Dataset entries:
-------
//! `.npy` v1.0 encoding
//!
//! Arrays are written as C-ordered little-endian `f8`. Reading also accepts
//! `f4`, `i8` and `i4` data and converts it to `f64`.

use super::{NdArray, element_count};
use crate::error::{ClientError, Result};

const MAGIC: &[u8] = b"\x93NUMPY";
const ALIGNMENT: usize = 64;

/// Encodes an array as `.npy` bytes
pub fn encode(array: &NdArray) -> Result<Vec<u8>> {
    if array.is_empty() {
        return Err(ClientError::Codec("Cannot serialize empty array".to_string()));
    }

    let shape = match array.shape() {
        [n] => format!("({},)", n),
        dims => format!(
            "({})",
            dims.iter()
                .map(usize::to_string)
                .collect::<Vec<_>>()
                .join(", ")
        ),
    };

    let mut header = format!("{{'descr': '<f8', 'fortran_order': False, 'shape': {}, }}", shape);
    // magic (6) + version (2) + header length (2) + header + newline
    let unpadded = MAGIC.len() + 4 + header.len() + 1;
    let padding = (ALIGNMENT - unpadded % ALIGNMENT) % ALIGNMENT;
    header.push_str(&" ".repeat(padding));
    header.push('\n');

    let header_len = u16::try_from(header.len())
        .map_err(|_| ClientError::Codec("npy header too long".to_string()))?;

    let mut out = Vec::with_capacity(MAGIC.len() + 4 + header.len() + array.data().len() * 8);
    out.extend_from_slice(MAGIC);
    out.extend_from_slice(&[1, 0]);
    out.extend_from_slice(&header_len.to_le_bytes());
    out.extend_from_slice(header.as_bytes());
    for value in array.data() {
        out.extend_from_slice(&value.to_le_bytes());
    }

    Ok(out)
}

/// Decodes `.npy` bytes into an array
pub fn decode(bytes: &[u8]) -> Result<NdArray> {
    if bytes.len() < MAGIC.len() + 4 || &bytes[..MAGIC.len()] != MAGIC {
        return Err(ClientError::Codec("Not an npy payload".to_string()));
    }

    let major = bytes[MAGIC.len()];
    let (header_len, header_start) = match major {
        1 => (
            u16::from_le_bytes([bytes[8], bytes[9]]) as usize,
            MAGIC.len() + 4,
        ),
        2 | 3 => {
            if bytes.len() < 12 {
                return Err(ClientError::Codec("Truncated npy header".to_string()));
            }
            (
                u32::from_le_bytes([bytes[8], bytes[9], bytes[10], bytes[11]]) as usize,
                MAGIC.len() + 6,
            )
        }
        other => {
            return Err(ClientError::Codec(format!(
                "Unsupported npy version {other}"
            )));
        }
    };

    let data_start = header_start + header_len;
    let header = bytes
        .get(header_start..data_start)
        .and_then(|h| std::str::from_utf8(h).ok())
        .ok_or_else(|| ClientError::Codec("Invalid npy header".to_string()))?;

    let header = Header::parse(header)?;
    if header.fortran_order {
        return Err(ClientError::Codec(
            "Fortran-ordered npy arrays are not supported".to_string(),
        ));
    }

    let count = element_count(&header.shape)?;
    let body = &bytes[data_start..];
    let width = header.dtype.width();
    let expected = count
        .checked_mul(width)
        .ok_or_else(|| ClientError::Codec(format!("Shape {:?} is too large", header.shape)))?;
    if body.len() < expected {
        return Err(ClientError::Codec(format!(
            "npy body holds {} bytes, expected {expected}",
            body.len()
        )));
    }

    let data = body
        .chunks_exact(width)
        .take(count)
        .map(|chunk| header.dtype.read(chunk))
        .collect();

    NdArray::new(header.shape, data)
}

#[derive(Debug, Clone, Copy, PartialEq, Eq)]
enum Dtype {
    F8,
    F4,
    I8,
    I4,
}

impl Dtype {
    fn parse(descr: &str) -> Result<Self> {
        match descr {
            "<f8" => Ok(Self::F8),
            "<f4" => Ok(Self::F4),
            "<i8" => Ok(Self::I8),
            "<i4" => Ok(Self::I4),
            other => Err(ClientError::Codec(format!(
                "Unsupported npy dtype {other}"
            ))),
        }
    }

    fn width(&self) -> usize {
        match self {
            Self::F8 | Self::I8 => 8,
            Self::F4 | Self::I4 => 4,
        }
    }

    fn read(&self, chunk: &[u8]) -> f64 {
        let mut eight = [0u8; 8];
        let mut four = [0u8; 4];
        match self {
            Self::F8 => {
                eight.copy_from_slice(chunk);
                f64::from_le_bytes(eight)
            }
            Self::I8 => {
                eight.copy_from_slice(chunk);
                i64::from_le_bytes(eight) as f64
            }
            Self::F4 => {
                four.copy_from_slice(chunk);
                f32::from_le_bytes(four) as f64
            }
            Self::I4 => {
                four.copy_from_slice(chunk);
                i32::from_le_bytes(four) as f64
            }
        }
    }
}

#[derive(Debug)]
struct Header {
    dtype: Dtype,
    fortran_order: bool,
    shape: Vec<usize>,
}

impl Header {
    /// Parses the Python dict literal of an npy header
    fn parse(text: &str) -> Result<Self> {
        let invalid = || ClientError::Codec(format!("Invalid npy header: {}", text.trim()));

        let descr = value_after(text, "'descr'")
            .and_then(|rest| rest.split('\'').nth(1))
            .ok_or_else(invalid)?;

        let fortran_order = value_after(text, "'fortran_order'")
            .map(|rest| rest.trim_start().starts_with("True"))
            .ok_or_else(invalid)?;

        let shape = value_after(text, "'shape'")
            .and_then(|rest| {
                let start = rest.find('(')?;
                let end = rest[start..].find(')')? + start;
                Some(&rest[start + 1..end])
            })
            .ok_or_else(invalid)?
            .split(',')
            .map(str::trim)
            .filter(|s| !s.is_empty())
            .map(|s| s.parse::<usize>().map_err(|_| invalid()))
            .collect::<Result<Vec<_>>>()?;

        Ok(Self {
            dtype: Dtype::parse(descr)?,
            fortran_order,
            shape,
        })
    }
}

fn value_after<'a>(text: &'a str, key: &str) -> Option<&'a str> {
    let start = text.find(key)? + key.len();
    let rest = &text[start..];
    let colon = rest.find(':')?;
    Some(&rest[colon + 1..])
}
-------
> _WHAT IS REQUIRED_
Above are some records. Copy each of their lines that holds the string "Debug".

> _TASK ANSWER_
#[derive(Debug, Clone, Copy, PartialEq, Eq)]
#[derive(Debug)]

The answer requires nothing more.